Katrina views from abroad. Permanent link to this item in the archive.

We must be able to look with different eyes to truly see the problems before us. It's time to stop believing our own advertising and see the truths that exist.

Singapore

 Sumiko Tan, a columnist for the Sunday edition of The Straits Times in Singapore:
We were shocked at what we saw. Death and destruction from natural disaster is par for the course. But the pictures of dead people left uncollected on the streets, armed looters ransacking shops, survivors desperate to be rescued, racial divisions - these were truly out of sync with what we'd imagined the land of the free to be, even if we had encountered homelessness and violence on visits there. ... If America becomes so unglued when bad things happen in its own backyard, how can it fulfill its role as leader of the world?

 Janadas Devan, a Straits Times columnist:
Today's conservatives,differ in one crucial aspect from yesterday's conservatives: the latter believed in small government, but believed, too, that a country ought to pay for all the government that it needed.

The former believe in no government, and therefore conclude that there is no need for a country to pay for even the government that it does have. ... [But] it is not only government that doesn't show up when government is starved of resources and leached of all its meaning. Community doesn't show up either, sacrifice doesn't show up, pulling together doesn't show up, 'we're all in this together' doesn't show up

England

 BBC columist Harold Evans
My judgment is that the log of Social Darwinism will disappear again under the toxic flood waters of New Orleans. The corpses floating face down in the muddy overflow from broken Mississippi levees are too shocking a sight for Americans of all classes and parties. They are too kindly a people. They will look once again for vigour and compassion in government, even at the price of higher taxes.
When GW belatedly visited the flooded region, he reminisced about his good-time days in New Orleans. His intentions were good but his off-the-cuff remark was as unfortunate as his rhapsody to the homeless about how the former Republican majority leader Trent Lott of Mississippi was going to build a "fantastic new house". Brother can you spare a dime?

And Bush, like Hoover, has found it hard to confront reality. He has said nobody expected the levees to break - thereby flying in the fact of scores of predictions in official reports, science journals and newspapers.

Germany

 Michael Streck in Germany's Die Welt
Hurricane Katrina will bury itself into the American consciousness in the same way 9/11 or the fall of Saigon did. The storm did not just destroy America's image of itself, but also has the power to bring an end to the Republican era sooner than expected. America is ashamed.

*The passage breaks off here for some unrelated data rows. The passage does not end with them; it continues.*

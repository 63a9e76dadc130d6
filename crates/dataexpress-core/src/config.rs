//! Engine configuration and the named-statement registry
//!
//! Configuration is plain TOML:
//!
//! ```toml
//! max_autofill_depth = 8
//! default_pagination_limit = 10
//! statements_file = "statements.toml"
//!
//! [statements]
//! find_post = "SELECT * FROM posts WHERE id = ?id"
//! ```

use crate::{DataExpressError, Result};
use parking_lot::RwLock;
use serde::{Deserialize, Serialize};
use std::collections::HashMap;
use std::path::{Path, PathBuf};

/// Engine-wide settings
#[derive(Debug, Clone, PartialEq, Serialize, Deserialize)]
pub struct EngineConfig {
    /// Deepest chain of nested auto-fill lookups allowed
    #[serde(default = "default_max_autofill_depth")]
    pub max_autofill_depth: usize,

    /// Row limit used when pagination is requested without one
    #[serde(default = "default_pagination_limit")]
    pub default_pagination_limit: i64,

    /// Extra TOML file holding a `[statements]` table, relative to the
    /// config file it was read from
    #[serde(default)]
    pub statements_file: Option<PathBuf>,

    /// Named SQL statements
    #[serde(default)]
    pub statements: HashMap<String, String>,
}

fn default_max_autofill_depth() -> usize {
    8
}

fn default_pagination_limit() -> i64 {
    crate::inputs::DEFAULT_PAGINATION_LIMIT
}

impl Default for EngineConfig {
    fn default() -> Self {
        Self {
            max_autofill_depth: default_max_autofill_depth(),
            default_pagination_limit: default_pagination_limit(),
            statements_file: None,
            statements: HashMap::new(),
        }
    }
}

#[derive(Debug, Default, Deserialize)]
struct StatementsFile {
    #[serde(default)]
    statements: HashMap<String, String>,
}

impl EngineConfig {
    pub fn from_toml_str(s: &str) -> Result<Self> {
        Ok(toml::from_str(s)?)
    }

    /// Read a config file, merging in its `statements_file` if one is named.
    pub fn load(path: impl AsRef<Path>) -> Result<Self> {
        let path = path.as_ref();
        let text = std::fs::read_to_string(path)?;
        let mut config = Self::from_toml_str(&text)?;

        if let Some(extra) = &config.statements_file {
            let extra_path = match path.parent() {
                Some(dir) if extra.is_relative() => dir.join(extra),
                _ => extra.clone(),
            };
            let extra_text = std::fs::read_to_string(&extra_path)?;
            let file: StatementsFile = toml::from_str(&extra_text)?;
            tracing::debug!(
                path = %extra_path.display(),
                count = file.statements.len(),
                "loaded statements file"
            );
            for (name, sql) in file.statements {
                config.statements.entry(name).or_insert(sql);
            }
        }

        Ok(config)
    }

    /// Build a statement registry from this config
    pub fn named_statements(&self) -> Result<NamedStatements> {
        let registry = NamedStatements::new();
        for (name, sql) in &self.statements {
            registry.register(name, sql)?;
        }
        Ok(registry)
    }
}

/// Registry resolving statement names to SQL text
///
/// Names are stored upper-cased, so lookups ignore case.
#[derive(Debug, Default)]
pub struct NamedStatements {
    statements: RwLock<HashMap<String, String>>,
}

impl NamedStatements {
    pub fn new() -> Self {
        Self::default()
    }

    pub fn register(&self, name: &str, sql: &str) -> Result<()> {
        if sql.trim().is_empty() {
            return Err(DataExpressError::Configuration(format!(
                "There is no sql statement for {}.",
                name
            )));
        }
        tracing::debug!(statement = %name, "registering named statement");
        self.statements
            .write()
            .insert(name.to_ascii_uppercase(), sql.trim().to_string());
        Ok(())
    }

    pub fn get(&self, name: &str) -> Option<String> {
        self.statements.read().get(&name.to_ascii_uppercase()).cloned()
    }

    pub fn contains(&self, name: &str) -> bool {
        self.statements.read().contains_key(&name.to_ascii_uppercase())
    }

    pub fn names(&self) -> Vec<String> {
        let mut names: Vec<String> = self.statements.read().keys().cloned().collect();
        names.sort();
        names
    }

    pub fn len(&self) -> usize {
        self.statements.read().len()
    }

    pub fn is_empty(&self) -> bool {
        self.statements.read().is_empty()
    }
}
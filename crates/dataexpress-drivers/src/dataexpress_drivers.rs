//! DataExpress Drivers - vendor adapters and database drivers
//!
//! Vendor adapters carry the per-database pieces of statement execution:
//! pagination SQL, binding quirks and native-type extraction. The
//! [`VendorRegistry`] picks one for a connection.

#[cfg(feature = "sqlite")]
pub use dataexpress_driver_sqlite as sqlite;

mod registry;
pub mod vendors;

pub use registry::VendorRegistry;
pub use vendors::{
    GenericAdapter, H2Adapter, HsqldbAdapter, MySqlAdapter, OracleAdapter, PostgresAdapter,
    SqlServerAdapter,
};

/// Re-export commonly used types from dataexpress-core
pub use dataexpress_core::{
    Connection, DataExpressError, OutputFilter, PageWindow, Result, VendorAdapter,
};
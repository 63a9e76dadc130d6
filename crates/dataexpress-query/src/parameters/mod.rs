//! Statement parameters
//!
//! This module turns statement text into bound values:
//!
//! - `placeholders` - placeholder tokens and the driver-ready executable text
//! - `parser` - the ordered parameter list, with SQL types read from the catalog
//! - `binder` - coercion of untyped inputs to each parameter's SQL type
//!
//! # Example
//!
//! ```
//! use dataexpress_query::parameters::{placeholder_name, to_executable};
//!
//! let sql = "SELECT * FROM posts WHERE id = ?id AND author = ?";
//! assert_eq!(to_executable(sql), "SELECT * FROM posts WHERE id = ? AND author = ?");
//! assert_eq!(placeholder_name(2, "?"), "2");
//! ```

pub mod binder;
mod parser;
mod placeholders;

pub use binder::{bind_value, parse_date_time};
pub use parser::{DirectCatalog, StatementParser, TableCatalog};
pub use placeholders::{
    STOPPERS, dotted_column, has_placeholders, inline_type, mask_literals, placeholder_name,
    split_tokens, to_executable,
};

#[cfg(test)]
mod tests;
use dataexpress_core::{
    BindValue, ColumnInfo, Inputs, OutputFilter, PageWindow, Parameter, Result, SqlType, Value,
    ValueSource, VendorAdapter, inputs::DEFAULT_PAGINATION_LIMIT,
};

/// Zero dates MySQL accepts but no date type can represent
const ZERO_DATES: &[&str] = &["0000-00-00", "0000-00-00 00:00:00"];

#[derive(Debug, Clone, Default)]
pub struct MySqlAdapter;

impl VendorAdapter for MySqlAdapter {
    fn name(&self) -> &str {
        "mysql"
    }

    /// Zero dates go to the server as text.
    fn try_bind_vendor_specific(&self, parameter: &Parameter, value: &Value) -> Option<BindValue> {
        let text = value.as_str()?;
        if !parameter.sql_type.is_temporal() || !ZERO_DATES.contains(&text.trim()) {
            return None;
        }
        tracing::debug!(index = parameter.index, value = text, "binding MySQL zero date as text");
        Some(BindValue::Typed {
            value: value.clone(),
            sql_type: SqlType::Varchar,
        })
    }

    fn build_paginated_sql(
        &self,
        sql: &str,
        inputs: &mut Inputs,
        _filter: &mut OutputFilter,
    ) -> Result<String> {
        let window = PageWindow::from_inputs(inputs, DEFAULT_PAGINATION_LIMIT);
        Ok(window.append_limit_offset(sql, inputs))
    }

    /// A timestamp the driver cannot read comes back as NULL.
    fn extract_by_native_type(
        &self,
        source: &mut dyn ValueSource,
        index: usize,
        column: &ColumnInfo,
    ) -> Result<Option<Value>> {
        if column.sql_type != SqlType::Timestamp {
            return Ok(None);
        }
        match source.get_timestamp(index) {
            Ok(value) => Ok(Some(value)),
            Err(e) => {
                tracing::warn!(column = %column.name, error = %e, "unreadable MySQL timestamp, using NULL");
                Ok(Some(Value::Null))
            }
        }
    }
}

 Stephan Hebel in Germany's Frankfurter Allgemeine
Bush's people will say that the moment of need and willingness to help should not be poisoned by political manoeuvres. Maybe this will serve them well enough in a media world where images of victims and heroes are valued more highly than complex background. But then the lie would have won - against the desire to understand things so as to avoid them

Turkey

 Yildirim Turker in Turkey's Radikal
The biggest power of the world is rising over poor black corpses. We are witnessing the collapse of the American myth. In terms of the USA's relationship with itself and the world, Hurricane Katrina seems to leave its mark on our century as an extraordinary turning point.

Malaysia

 Malaysia's Berita Harian editorial
What's more saddening is that there have been riots and looting in New Orleans. It turns out that in a developed country with the most powerful economy in the world, some of its citizens are not much different from the poor in Third World countries.

Venezuela

 President Hugo Chavez
The rich were able to leave, the poor stayed there, and it is now that they are evacuating them, four, five days later. That is the model they want to sell us. Racial segregation - the mayor of New Orleans said it - is a question of social classes; the rich were able to leave, the poor were left, enduring the hurricane. It is capitalism, in its extreme individualist phase.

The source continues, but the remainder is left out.